Seahorse Metabolic Analysis for Human and Mouse Cardiac Organotypic Slices

The mammalian heart relies on high rates of mitochondrial oxidative phosphorylation to meet its energy demand, with fatty acids serving as the primary fuel source in healthy adult hearts. While metabolic flexibility, the ability to switch between metabolic fuel substrates, is known to change during development and cardiac diseases, standardized methods for assessing substrate usage in intact, living cardiac tissue remain limited. Here, we present a protocol that adapts the Seahorse Mito Fuel Flex Test for use in living organotypic cardiac slices. This method enables the quantification of fuel dependency and capacity for fatty acids (FA), glucose (GLC), and glutamine (GLN) by sequentially inhibiting their respective mitochondrial oxidative phosphorylation pathways with the inhibitors etomoxir, UK5099, and BPTES. First, we validated the protocol by comparing results from organotypic cardiac slices to the standard published protocol using isolated adult mouse primary cardiomyocytes. Next, we demonstrated the sensitivity of this assay by modulating metabolism with AICAR, an AMPK activator, at varying concentrations, to demonstrate improved metabolism and then metabolic suppression at higher toxic doses.
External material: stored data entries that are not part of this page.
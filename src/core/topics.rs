//! Topic tables: abbreviation expansions, retrieval keyword groups and
//! ingestion tag groups.
//!
//! The built-in tables cover the nutrition / supplements domain in Russian.
//! They are wrapped in an immutable [`Topics`] value that is injected into
//! the retrieval engine and the ingestion pipeline, so tests and
//! deployments can substitute their own tables.

use lazy_static::lazy_static;
use serde::{Deserialize, Serialize};

/// A named group of synonym phrases
#[derive(Debug, Clone, PartialEq, Serialize, Deserialize)]
pub struct KeywordGroup {
    pub name: String,
    pub keywords: Vec<String>,
}

impl KeywordGroup {
    pub fn new(name: &str, keywords: &[&str]) -> Self {
        Self {
            name: name.to_string(),
            keywords: keywords.iter().map(|k| k.to_lowercase()).collect(),
        }
    }

    /// True if any keyword occurs as a substring of already lower-cased `text`
    pub fn matches(&self, text_lower: &str) -> bool {
        self.keywords.iter().any(|kw| text_lower.contains(kw.as_str()))
    }
}

/// Immutable topic configuration shared by retrieval and ingestion
#[derive(Debug, Clone, PartialEq, Default)]
pub struct Topics {
    abbreviations: Vec<(String, String)>,
    keyword_groups: Vec<KeywordGroup>,
    tag_groups: Vec<KeywordGroup>,
}

impl Topics {
    pub fn new(
        abbreviations: Vec<(String, String)>,
        keyword_groups: Vec<KeywordGroup>,
        tag_groups: Vec<KeywordGroup>,
    ) -> Self {
        let abbreviations = abbreviations
            .into_iter()
            .map(|(short, full)| (short.trim().to_lowercase(), full))
            .filter(|(short, _)| !short.is_empty())
            .collect();
        let normalize = |groups: Vec<KeywordGroup>| {
            groups
                .into_iter()
                .map(|g| KeywordGroup {
                    name: g.name,
                    keywords: g
                        .keywords
                        .into_iter()
                        .map(|k| k.to_lowercase())
                        .filter(|k| !k.is_empty())
                        .collect(),
                })
                .collect()
        };

        Self {
            abbreviations,
            keyword_groups: normalize(keyword_groups),
            tag_groups: normalize(tag_groups),
        }
    }

    /// Tables with no entries: no expansion, no boosts, no tags
    pub fn empty() -> Self {
        Self::default()
    }

    pub fn abbreviations(&self) -> &[(String, String)] {
        &self.abbreviations
    }

    pub fn keyword_groups(&self) -> &[KeywordGroup] {
        &self.keyword_groups
    }

    pub fn tag_groups(&self) -> &[KeywordGroup] {
        &self.tag_groups
    }
}

lazy_static! {
    /// Built-in nutrition-domain tables
    pub static ref DEFAULT_TOPICS: Topics = Topics::new(
        default_abbreviations(),
        default_keyword_groups(),
        default_tag_groups(),
    );
}

fn default_abbreviations() -> Vec<(String, String)> {
    [
        ("жкт", "желудочно-кишечный тракт"),
        ("цнс", "центральная нервная система"),
        ("имт", "индекс массы тела"),
        ("ср", "средство"),
        ("бад", "биологически активная добавка"),
        ("эм", "эфирное масло"),
        ("дотерра", "doTERRA БАД"),
        ("дотерр", "doTERRA БАД"),
        ("вит", "витамин"),
        ("мин", "минерал"),
        ("антиокс", "антиоксидант"),
    ]
    .iter()
    .map(|(s, f)| (s.to_string(), f.to_string()))
    .collect()
}

fn default_keyword_groups() -> Vec<KeywordGroup> {
    vec![
        KeywordGroup::new("heart", &[
            "сердце", "сосуды", "кровообращение", "давление", "холестерин", "гипертония", "артерии",
            "аритмия", "тахикардия", "брадикардия", "атеросклероз", "сердечная недостаточность",
            "кровяное давление", "венозная система", "капилляры", "сердечный ритм", "миокард",
        ]),
        KeywordGroup::new("sleep", &[
            "сон", "бессонница", "уснуть", "отдых", "расслабление", "спать", "ночной",
            "качество сна", "глубокий сон", "проблемы со сном", "сонливость", "циркадный ритм",
            "мелатонин", "нарушение сна", "дневная усталость", "пробуждение",
        ]),
        KeywordGroup::new("stress", &[
            "стресс", "тревога", "напряжение", "нервы", "успокоение", "паника", "эмоции",
            "нервозность", "переутомление", "выгорание", "эмоциональное напряжение", "релаксация",
            "психоэмоциональное состояние", "стрессоустойчивость", "кортизол", "адаптация",
        ]),
        KeywordGroup::new("energy", &[
            "энергия", "бодрость", "усталость", "активность", "жизненная сила", "тонус",
            "упадок сил", "энергичность", "вялость", "хроническая усталость", "выносливость",
            "митохондрии", "энергетический баланс", "жизненный тонус", "сила",
        ]),
        KeywordGroup::new("gut", &[
            "жкт", "пищеварение", "желудок", "кишечник", "микрофлора", "запор", "диарея",
            "гастрит", "дисбактериоз", "вздутие", "рефлюкс", "перистальтика", "энзимы",
            "микробиом", "синдром раздраженного кишечника", "ферменты", "кишечная проницаемость",
            "язва", "колит",
        ]),
        KeywordGroup::new("immunity", &[
            "иммунитет", "защита организма", "инфекции", "простуда", "вирусы", "иммунная система",
            "грипп", "орви", "иммунодефицит", "иммунный ответ", "вакцинация", "антитела",
            "лимфоциты", "воспалительные процессы", "интерфероны", "укрепление иммунитета",
        ]),
        KeywordGroup::new("joints", &[
            "суставы", "кости", "хрящи", "артрит", "боль в суставах", "гибкость", "остеопороз",
            "артроз", "ревматизм", "остеохондроз", "подагра", "хондропротекторы",
            "синовиальная жидкость", "суставная смазка", "коллаген", "минерализация костей",
            "переломы",
        ]),
        KeywordGroup::new("skin", &[
            "кожа", "дерма", "акне", "прыщи", "увлажнение кожи", "экзема", "псориаз",
            "дерматит", "сухость кожи", "морщины", "пигментация", "покраснение", "сыпь",
            "коллаген кожи", "эластичность кожи", "заживление ран", "кожный зуд", "шелушение",
        ]),
        KeywordGroup::new("hair", &[
            "волосы", "выпадение волос", "ломкость волос", "перхоть", "рост волос",
            "здоровье волос", "себорея", "алопеция", "секущиеся концы", "укрепление волос",
            "волосяные луковицы", "кожа головы", "жирность волос", "сухость волос", "блеск волос",
        ]),
        KeywordGroup::new("vision", &[
            "зрение", "глаза", "усталость глаз", "катаракта", "глаукома", "здоровье глаз",
            "дальнозоркость", "близорукость", "астигматизм", "сухость глаз", "сетчатка",
            "хрусталик", "глазное давление", "зрительная нагрузка", "цветовое восприятие",
        ]),
        KeywordGroup::new("hormones", &[
            "гормоны", "гормональный баланс", "щитовидка", "менопауза", "либидо",
            "эндокринная система", "тиреоидные гормоны", "эстроген", "прогестерон", "тестостерон",
            "инсулин", "гормон роста", "адреналин", "гормональный сбой", "надпочечники",
            "гипоталамус",
        ]),
        KeywordGroup::new("detox", &[
            "детоксикация", "очищение организма", "токсины", "печень", "почки", "чистка",
            "шлаки", "детокс-программы", "антиоксиданты", "выведение токсинов", "лимфодренаж",
            "очищение кишечника", "гепатопротекторы", "очищение крови", "почечная фильтрация",
        ]),
        KeywordGroup::new("weight", &[
            "вес", "похудение", "лишний вес", "ожирение", "метаболизм", "контроль веса",
            "жиросжигание", "масса тела", "диета", "калорийность", "аппетит", "набор веса",
            "индекс массы тела", "обмен веществ", "жировая ткань", "стройность",
        ]),
        KeywordGroup::new("muscles", &[
            "мышцы", "мышечная масса", "боль в мышцах", "восстановление мышц", "сила",
            "спазмы", "крепатура", "мышечный тонус", "рост мышц", "миофибриллы",
            "анаболизм", "белковый синтез", "мышечная выносливость", "растяжение мышц",
        ]),
        KeywordGroup::new("allergies", &[
            "аллергия", "аллергические реакции", "сыпь", "зуд", "астма", "ринит",
            "анафилаксия", "аллергены", "гистамин", "поллиноз", "пищевая аллергия",
            "контактный дерматит", "крапивница", "отек квинке", "аллергический кашель",
        ]),
        KeywordGroup::new("respiratory", &[
            "дыхание", "легкие", "бронхи", "кашель", "одышка", "дыхательная система",
            "бронхит", "пневмония", "туберкулез", "хрипы", "оксигенация", "дыхательная гимнастика",
            "мукоцилиарный клиренс", "легочная вентиляция", "эмфизема",
        ]),
        KeywordGroup::new("blood_sugar", &[
            "сахар в крови", "диабет", "глюкоза", "инсулин", "гликемия",
            "гипогликемия", "гипергликемия", "глюкометр", "гликемический индекс",
            "инсулинорезистентность", "диабет 2 типа", "углеводный обмен", "панкреас",
        ]),
        KeywordGroup::new("memory", &[
            "память", "концентрация", "мозг", "когнитивные функции", "фокус", "ясность ума",
            "нейропластичность", "запоминание", "внимание", "умственная работоспособность",
            "когнитивный спад", "деменция", "нейротрансмиттеры", "мозговая активность",
        ]),
        KeywordGroup::new("inflammation", &[
            "воспаление", "противовоспалительное", "отек", "хроническое воспаление",
            "цитокины", "воспалительные маркеры", "боль при воспалении", "покраснение",
            "воспалительный процесс", "иммунное воспаление", "острые воспаления",
        ]),
        KeywordGroup::new("circulation", &[
            "кровоток", "микроциркуляция", "варикоз", "тромбы", "капилляры",
            "венозный отток", "кровообращение", "гемодинамика", "тромбофлебит",
            "кровяные сгустки", "артериальный кровоток", "лимфоток", "ангиопатия",
        ]),
        KeywordGroup::new("liver", &[
            "печень", "гепатопротекторы", "желчь", "гепатит", "цирроз", "жировой гепатоз",
            "детоксикация печени", "ферменты печени", "холестаз", "печеночная недостаточность",
            "очищение печени", "желчегонные", "печеночный метаболизм",
        ]),
        KeywordGroup::new("reproductive", &[
            "репродуктивное здоровье", "фертильность", "менструация", "беременность", "либидо",
            "эректильная дисфункция", "простата", "яичники", "матка", "сперматогенез",
            "овуляция", "репродуктивная система", "бесплодие", "гормоны пола",
        ]),
        KeywordGroup::new("mental_health", &[
            "психическое здоровье", "депрессия", "тревожное расстройство",
            "эмоциональное состояние", "психоэмоциональный баланс", "апатия", "настроение",
            "биполярное расстройство", "психологическое благополучие", "антидепрессанты",
            "серотонин",
        ]),
        KeywordGroup::new("thyroid", &[
            "щитовидная железа", "тиреоидные гормоны", "гипотиреоз", "гипертиреоз", "зоб",
            "йод", "тироксин", "ттг", "аутоиммунный тиреоидит", "узлы щитовидки",
            "метаболизм щитовидки", "эндокринология",
        ]),
        KeywordGroup::new("kidneys", &[
            "почки", "мочевыделительная система", "почечная недостаточность",
            "мочекаменная болезнь", "пиелонефрит", "почечная фильтрация", "мочеиспускание",
            "уремия", "диуретики", "отечность", "почечные канальцы", "гломерулонефрит",
        ]),
        KeywordGroup::new("pain", &[
            "боль", "хроническая боль", "головная боль", "мигрень", "невралгия", "мышечная боль",
            "суставная боль", "болеутоляющее", "спазмолитическое", "боль в спине", "острая боль",
            "фибромиалгия", "боль в шее",
        ]),
        KeywordGroup::new("aging", &[
            "старение", "антивозрастной", "долголетие", "возрастные изменения", "антиоксиданты",
            "клеточное обновление", "морщины", "снижение тонуса", "возрастной метаболизм",
            "гериатрия", "оксидативный стресс", "теломеры",
        ]),
    ]
}

fn default_tag_groups() -> Vec<KeywordGroup> {
    vec![
        KeywordGroup::new("sleep", &["сон", "бессонница", "уснуть", "отдых", "расслабление"]),
        KeywordGroup::new("stress", &["стресс", "тревога", "напряжение", "нервы", "успокоение"]),
        KeywordGroup::new("energy", &["энергия", "бодрость", "усталость", "активность"]),
        KeywordGroup::new("immunity", &["иммунитет", "простуда", "вирусы", "иммунная система"]),
        KeywordGroup::new("skin", &["кожа", "акне", "увлажнение", "псориаз"]),
        KeywordGroup::new("vitamins", &["витамины", "витамин", "минералы", "микроэлементы"]),
        KeywordGroup::new("weight", &["вес", "похудение", "метаболизм"]),
        KeywordGroup::new("joints", &["суставы", "кости", "артрит", "гибкость"]),
        KeywordGroup::new("gut", &["жкт", "пищеварение", "желудок", "кишечник"]),
    ]
}

#[cfg(test)]
mod tests {
    use super::*;

    #[test]
    fn test_default_tables_are_lowercase() {
        for group in DEFAULT_TOPICS.keyword_groups() {
            for kw in &group.keywords {
                assert_eq!(kw, &kw.to_lowercase(), "group {}", group.name);
            }
        }
        assert!(DEFAULT_TOPICS
            .abbreviations()
            .iter()
            .all(|(short, _)| short == &short.to_lowercase()));
    }

    #[test]
    fn test_group_order_is_preserved() {
        let names: Vec<&str> = DEFAULT_TOPICS
            .keyword_groups()
            .iter()
            .map(|g| g.name.as_str())
            .collect();
        assert_eq!(names.first(), Some(&"heart"));
        assert_eq!(names.last(), Some(&"aging"));
        assert!(names.contains(&"immunity"));
    }

    #[test]
    fn test_custom_tables_are_normalized() {
        let topics = Topics::new(
            vec![("  ABC ".to_string(), "alpha beta".to_string())],
            vec![KeywordGroup {
                name: "x".to_string(),
                keywords: vec!["Foo".to_string(), String::new()],
            }],
            vec![],
        );
        assert_eq!(topics.abbreviations()[0].0, "abc");
        assert_eq!(topics.keyword_groups()[0].keywords, vec!["foo".to_string()]);
        assert!(topics.keyword_groups()[0].matches("some foo here"));
    }
}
Finally, we applied this protocol to organotypic cardiac slices from different chambers of human donor hearts. This protocol provides a high-throughput, physiologically relevant platform for investigating cardiac metabolism, applicable across species and adaptable to other tissue types. It enables the study of metabolic remodeling in development and disease while overcoming the limitations of traditional cell-based assays by preserving native tissue architecture, physiology, and multicellular heterogeneity.